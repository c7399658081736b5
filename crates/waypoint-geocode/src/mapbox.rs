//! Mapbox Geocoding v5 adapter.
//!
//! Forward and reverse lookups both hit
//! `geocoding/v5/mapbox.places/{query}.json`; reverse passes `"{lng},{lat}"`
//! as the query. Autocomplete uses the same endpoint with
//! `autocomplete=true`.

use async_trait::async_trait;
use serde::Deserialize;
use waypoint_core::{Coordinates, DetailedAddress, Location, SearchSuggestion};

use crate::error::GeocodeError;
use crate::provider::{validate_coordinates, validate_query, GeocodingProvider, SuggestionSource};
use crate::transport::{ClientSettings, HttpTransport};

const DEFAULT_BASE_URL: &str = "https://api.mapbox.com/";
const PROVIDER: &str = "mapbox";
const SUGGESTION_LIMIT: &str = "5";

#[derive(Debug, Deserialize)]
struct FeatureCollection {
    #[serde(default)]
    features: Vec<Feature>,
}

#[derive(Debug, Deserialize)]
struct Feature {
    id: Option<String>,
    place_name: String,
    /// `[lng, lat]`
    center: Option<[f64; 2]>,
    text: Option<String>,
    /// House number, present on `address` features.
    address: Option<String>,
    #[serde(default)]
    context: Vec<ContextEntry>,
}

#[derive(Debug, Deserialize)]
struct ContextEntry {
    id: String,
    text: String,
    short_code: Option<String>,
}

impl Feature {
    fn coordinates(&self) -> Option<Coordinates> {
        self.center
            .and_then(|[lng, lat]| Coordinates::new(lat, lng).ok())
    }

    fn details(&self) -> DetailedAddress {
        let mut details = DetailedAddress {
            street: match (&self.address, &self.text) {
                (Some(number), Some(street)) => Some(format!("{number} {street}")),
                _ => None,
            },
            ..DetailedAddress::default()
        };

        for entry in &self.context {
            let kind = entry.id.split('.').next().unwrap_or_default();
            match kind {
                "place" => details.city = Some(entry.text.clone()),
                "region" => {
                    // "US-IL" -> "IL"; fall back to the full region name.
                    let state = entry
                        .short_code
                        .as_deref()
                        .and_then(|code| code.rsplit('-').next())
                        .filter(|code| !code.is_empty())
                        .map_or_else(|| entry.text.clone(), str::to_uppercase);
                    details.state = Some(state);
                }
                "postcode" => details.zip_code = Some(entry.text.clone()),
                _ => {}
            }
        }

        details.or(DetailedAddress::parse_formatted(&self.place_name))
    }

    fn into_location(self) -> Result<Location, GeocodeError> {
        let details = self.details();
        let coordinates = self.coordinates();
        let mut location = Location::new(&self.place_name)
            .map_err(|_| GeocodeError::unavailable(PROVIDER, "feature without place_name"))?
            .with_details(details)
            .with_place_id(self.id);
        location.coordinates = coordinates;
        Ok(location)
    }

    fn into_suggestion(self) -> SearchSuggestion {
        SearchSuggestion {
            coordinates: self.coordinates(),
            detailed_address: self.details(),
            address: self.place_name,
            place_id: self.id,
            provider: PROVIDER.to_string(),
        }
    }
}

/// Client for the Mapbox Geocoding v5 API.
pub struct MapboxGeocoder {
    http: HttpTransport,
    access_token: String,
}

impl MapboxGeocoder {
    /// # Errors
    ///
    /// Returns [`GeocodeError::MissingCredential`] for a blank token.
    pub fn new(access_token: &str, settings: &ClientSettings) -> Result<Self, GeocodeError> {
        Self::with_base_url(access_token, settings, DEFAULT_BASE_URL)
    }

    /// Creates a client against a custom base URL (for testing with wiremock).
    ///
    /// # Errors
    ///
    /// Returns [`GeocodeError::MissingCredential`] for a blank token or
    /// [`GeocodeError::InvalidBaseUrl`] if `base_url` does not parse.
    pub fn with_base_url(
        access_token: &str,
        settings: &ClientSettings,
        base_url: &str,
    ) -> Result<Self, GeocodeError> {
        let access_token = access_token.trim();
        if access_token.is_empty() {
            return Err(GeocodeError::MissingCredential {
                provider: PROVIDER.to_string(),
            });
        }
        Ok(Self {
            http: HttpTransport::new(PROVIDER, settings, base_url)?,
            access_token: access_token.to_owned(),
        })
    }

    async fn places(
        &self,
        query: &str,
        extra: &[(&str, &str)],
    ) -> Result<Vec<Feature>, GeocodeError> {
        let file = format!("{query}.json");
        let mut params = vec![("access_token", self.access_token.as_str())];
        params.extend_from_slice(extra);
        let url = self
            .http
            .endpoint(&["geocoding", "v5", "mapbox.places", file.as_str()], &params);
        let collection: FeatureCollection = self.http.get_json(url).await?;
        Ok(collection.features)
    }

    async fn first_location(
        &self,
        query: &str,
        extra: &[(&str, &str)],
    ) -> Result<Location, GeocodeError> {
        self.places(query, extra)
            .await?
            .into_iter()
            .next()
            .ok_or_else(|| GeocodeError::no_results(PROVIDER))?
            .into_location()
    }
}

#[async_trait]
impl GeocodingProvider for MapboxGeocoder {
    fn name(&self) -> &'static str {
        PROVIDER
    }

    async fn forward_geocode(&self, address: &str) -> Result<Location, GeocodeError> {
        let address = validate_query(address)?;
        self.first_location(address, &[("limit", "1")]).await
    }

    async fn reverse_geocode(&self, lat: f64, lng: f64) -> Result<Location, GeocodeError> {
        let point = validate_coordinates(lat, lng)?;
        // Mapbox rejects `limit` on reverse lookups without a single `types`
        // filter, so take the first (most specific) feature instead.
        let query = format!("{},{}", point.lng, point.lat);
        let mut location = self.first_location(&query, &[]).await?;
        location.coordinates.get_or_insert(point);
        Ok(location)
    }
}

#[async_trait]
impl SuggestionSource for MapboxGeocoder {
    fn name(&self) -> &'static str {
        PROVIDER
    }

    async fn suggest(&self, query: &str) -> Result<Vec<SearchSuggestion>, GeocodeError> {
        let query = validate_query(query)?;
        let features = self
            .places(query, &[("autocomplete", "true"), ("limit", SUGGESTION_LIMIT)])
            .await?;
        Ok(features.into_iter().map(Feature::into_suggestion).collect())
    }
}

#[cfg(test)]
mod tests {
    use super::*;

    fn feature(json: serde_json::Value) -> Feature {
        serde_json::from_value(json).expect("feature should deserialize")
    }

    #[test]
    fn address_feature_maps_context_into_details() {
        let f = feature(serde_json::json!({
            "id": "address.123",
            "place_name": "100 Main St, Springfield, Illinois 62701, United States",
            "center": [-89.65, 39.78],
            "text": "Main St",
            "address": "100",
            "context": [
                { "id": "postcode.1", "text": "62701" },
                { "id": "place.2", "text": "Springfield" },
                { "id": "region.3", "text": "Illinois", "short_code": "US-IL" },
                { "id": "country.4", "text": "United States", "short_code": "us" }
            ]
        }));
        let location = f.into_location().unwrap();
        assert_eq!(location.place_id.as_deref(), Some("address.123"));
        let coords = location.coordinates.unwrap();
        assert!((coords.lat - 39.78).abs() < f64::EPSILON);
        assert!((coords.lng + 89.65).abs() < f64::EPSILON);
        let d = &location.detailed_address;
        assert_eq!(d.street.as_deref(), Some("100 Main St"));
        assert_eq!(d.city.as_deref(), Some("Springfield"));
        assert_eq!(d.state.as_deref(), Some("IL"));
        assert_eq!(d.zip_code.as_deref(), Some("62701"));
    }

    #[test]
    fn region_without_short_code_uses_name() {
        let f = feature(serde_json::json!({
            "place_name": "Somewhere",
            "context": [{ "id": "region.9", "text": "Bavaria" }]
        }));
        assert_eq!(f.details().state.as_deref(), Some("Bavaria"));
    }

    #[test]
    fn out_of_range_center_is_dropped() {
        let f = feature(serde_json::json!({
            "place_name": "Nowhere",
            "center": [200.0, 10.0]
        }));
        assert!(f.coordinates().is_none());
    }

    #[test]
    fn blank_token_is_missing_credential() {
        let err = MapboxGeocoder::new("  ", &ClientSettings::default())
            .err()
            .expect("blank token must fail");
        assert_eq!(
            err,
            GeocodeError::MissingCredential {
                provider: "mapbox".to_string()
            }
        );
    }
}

* * *

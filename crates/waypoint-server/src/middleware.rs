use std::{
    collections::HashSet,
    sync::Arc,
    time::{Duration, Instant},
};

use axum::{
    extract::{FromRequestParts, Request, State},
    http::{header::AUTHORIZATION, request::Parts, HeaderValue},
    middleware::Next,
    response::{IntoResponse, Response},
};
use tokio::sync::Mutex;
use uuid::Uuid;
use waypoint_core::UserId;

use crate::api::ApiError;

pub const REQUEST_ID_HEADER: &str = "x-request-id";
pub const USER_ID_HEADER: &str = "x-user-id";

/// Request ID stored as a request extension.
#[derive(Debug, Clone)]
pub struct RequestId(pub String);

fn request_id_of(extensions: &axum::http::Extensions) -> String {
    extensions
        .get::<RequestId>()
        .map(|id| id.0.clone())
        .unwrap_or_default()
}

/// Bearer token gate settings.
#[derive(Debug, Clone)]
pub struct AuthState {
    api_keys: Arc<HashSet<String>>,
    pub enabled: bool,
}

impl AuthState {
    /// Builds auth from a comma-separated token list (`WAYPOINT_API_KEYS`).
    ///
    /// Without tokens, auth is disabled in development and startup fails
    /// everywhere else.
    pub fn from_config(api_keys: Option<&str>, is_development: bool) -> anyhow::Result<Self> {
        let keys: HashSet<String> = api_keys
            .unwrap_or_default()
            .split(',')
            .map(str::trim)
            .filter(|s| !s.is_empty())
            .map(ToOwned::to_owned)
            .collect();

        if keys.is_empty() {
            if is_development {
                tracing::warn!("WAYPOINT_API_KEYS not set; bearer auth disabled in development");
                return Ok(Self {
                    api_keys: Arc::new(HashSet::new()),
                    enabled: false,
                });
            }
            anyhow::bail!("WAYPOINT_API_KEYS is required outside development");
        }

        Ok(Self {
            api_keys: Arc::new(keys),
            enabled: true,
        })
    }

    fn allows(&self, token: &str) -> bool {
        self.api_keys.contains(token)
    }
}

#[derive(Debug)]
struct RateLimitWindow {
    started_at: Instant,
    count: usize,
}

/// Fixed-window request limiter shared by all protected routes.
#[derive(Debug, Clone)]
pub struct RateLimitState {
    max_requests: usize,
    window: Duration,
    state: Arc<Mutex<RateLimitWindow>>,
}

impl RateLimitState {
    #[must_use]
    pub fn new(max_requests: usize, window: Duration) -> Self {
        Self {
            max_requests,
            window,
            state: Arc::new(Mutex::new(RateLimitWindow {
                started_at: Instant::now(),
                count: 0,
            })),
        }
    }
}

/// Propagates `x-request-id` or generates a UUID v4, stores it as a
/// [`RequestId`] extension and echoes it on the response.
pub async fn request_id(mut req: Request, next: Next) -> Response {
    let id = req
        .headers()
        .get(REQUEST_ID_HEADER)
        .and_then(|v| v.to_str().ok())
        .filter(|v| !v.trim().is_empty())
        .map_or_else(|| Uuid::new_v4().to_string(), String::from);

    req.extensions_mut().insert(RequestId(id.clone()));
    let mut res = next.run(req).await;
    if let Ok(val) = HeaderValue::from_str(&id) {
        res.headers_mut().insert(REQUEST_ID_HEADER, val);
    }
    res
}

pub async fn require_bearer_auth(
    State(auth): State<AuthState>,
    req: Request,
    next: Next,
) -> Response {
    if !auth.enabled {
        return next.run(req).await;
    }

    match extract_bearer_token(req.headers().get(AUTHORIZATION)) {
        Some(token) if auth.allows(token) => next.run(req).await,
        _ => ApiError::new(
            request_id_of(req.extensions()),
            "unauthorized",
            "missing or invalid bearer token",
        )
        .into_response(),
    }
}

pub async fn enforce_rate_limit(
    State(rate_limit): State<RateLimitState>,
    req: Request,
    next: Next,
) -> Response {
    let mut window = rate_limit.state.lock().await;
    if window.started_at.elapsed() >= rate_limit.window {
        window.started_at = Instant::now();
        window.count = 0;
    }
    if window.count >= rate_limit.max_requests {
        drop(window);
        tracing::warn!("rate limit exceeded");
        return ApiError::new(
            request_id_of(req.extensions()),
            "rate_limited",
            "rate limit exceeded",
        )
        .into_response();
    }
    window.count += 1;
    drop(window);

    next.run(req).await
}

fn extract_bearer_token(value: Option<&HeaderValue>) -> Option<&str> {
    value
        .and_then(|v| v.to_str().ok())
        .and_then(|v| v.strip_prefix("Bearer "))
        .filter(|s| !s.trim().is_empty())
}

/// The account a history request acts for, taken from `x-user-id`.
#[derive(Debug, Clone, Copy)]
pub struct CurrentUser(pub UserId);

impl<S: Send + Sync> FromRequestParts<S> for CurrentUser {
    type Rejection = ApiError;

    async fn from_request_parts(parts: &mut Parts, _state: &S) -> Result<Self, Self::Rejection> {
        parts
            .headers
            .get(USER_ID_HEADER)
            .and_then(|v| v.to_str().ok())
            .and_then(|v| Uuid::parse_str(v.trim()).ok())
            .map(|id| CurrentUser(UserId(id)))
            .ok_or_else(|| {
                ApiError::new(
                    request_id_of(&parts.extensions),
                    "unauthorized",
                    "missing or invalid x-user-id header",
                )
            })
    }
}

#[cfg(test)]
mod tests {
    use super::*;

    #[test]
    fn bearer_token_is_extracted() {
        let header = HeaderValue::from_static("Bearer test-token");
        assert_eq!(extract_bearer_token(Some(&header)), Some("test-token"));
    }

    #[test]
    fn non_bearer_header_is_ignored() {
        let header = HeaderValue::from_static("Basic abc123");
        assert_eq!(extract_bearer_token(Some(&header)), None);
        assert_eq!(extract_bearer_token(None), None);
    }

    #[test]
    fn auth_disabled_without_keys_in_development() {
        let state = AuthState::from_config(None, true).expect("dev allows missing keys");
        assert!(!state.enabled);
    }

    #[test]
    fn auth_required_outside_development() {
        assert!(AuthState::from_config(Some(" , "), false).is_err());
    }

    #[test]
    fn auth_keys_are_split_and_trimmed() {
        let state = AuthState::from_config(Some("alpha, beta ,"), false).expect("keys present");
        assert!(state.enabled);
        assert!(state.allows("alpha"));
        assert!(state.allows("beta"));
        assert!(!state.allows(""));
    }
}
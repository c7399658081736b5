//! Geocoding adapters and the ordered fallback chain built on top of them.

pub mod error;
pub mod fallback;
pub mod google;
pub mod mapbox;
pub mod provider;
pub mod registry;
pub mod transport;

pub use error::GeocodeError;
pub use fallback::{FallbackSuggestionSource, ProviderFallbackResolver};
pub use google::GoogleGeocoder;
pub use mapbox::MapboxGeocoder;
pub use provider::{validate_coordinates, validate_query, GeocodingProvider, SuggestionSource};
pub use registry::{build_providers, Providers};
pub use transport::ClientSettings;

---

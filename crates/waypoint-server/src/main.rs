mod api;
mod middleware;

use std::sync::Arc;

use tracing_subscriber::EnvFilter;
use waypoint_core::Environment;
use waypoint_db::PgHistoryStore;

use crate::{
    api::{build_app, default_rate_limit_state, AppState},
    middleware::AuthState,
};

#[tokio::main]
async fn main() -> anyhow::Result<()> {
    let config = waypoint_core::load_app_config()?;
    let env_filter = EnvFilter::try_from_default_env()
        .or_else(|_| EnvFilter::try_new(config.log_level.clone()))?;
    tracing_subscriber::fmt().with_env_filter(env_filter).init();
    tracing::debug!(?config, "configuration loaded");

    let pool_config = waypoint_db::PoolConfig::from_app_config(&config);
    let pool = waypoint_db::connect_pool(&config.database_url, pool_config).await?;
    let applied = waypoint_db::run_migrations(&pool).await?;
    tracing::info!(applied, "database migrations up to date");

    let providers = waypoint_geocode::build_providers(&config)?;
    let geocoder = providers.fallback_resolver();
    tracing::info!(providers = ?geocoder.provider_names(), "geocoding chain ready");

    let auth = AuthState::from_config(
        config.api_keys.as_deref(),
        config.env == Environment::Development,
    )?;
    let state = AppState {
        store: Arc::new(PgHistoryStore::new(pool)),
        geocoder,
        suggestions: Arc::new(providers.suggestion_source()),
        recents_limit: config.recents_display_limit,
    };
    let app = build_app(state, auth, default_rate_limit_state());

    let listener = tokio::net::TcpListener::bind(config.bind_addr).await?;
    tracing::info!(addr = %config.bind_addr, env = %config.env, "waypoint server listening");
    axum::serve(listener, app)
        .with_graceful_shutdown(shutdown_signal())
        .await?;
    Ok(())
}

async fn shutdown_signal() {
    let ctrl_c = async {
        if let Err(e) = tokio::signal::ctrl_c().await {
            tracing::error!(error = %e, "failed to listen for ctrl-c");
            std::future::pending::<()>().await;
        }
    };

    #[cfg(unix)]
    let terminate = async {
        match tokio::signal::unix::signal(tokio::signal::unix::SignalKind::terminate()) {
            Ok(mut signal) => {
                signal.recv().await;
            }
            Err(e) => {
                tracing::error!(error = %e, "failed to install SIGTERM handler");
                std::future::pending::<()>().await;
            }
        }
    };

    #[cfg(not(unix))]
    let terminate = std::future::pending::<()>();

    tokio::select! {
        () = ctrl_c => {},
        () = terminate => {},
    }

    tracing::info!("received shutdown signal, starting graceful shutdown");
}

## ABOUT THIS TASK
Would you report every line of the entries above containing the word "anyhow"?

## EXPECTED ANSWER
    pub fn from_config(api_keys: Option<&str>, is_development: bool) -> anyhow::Result<Self> {
            anyhow::bail!("WAYPOINT_API_KEYS is required outside development");
async fn main() -> anyhow::Result<()> {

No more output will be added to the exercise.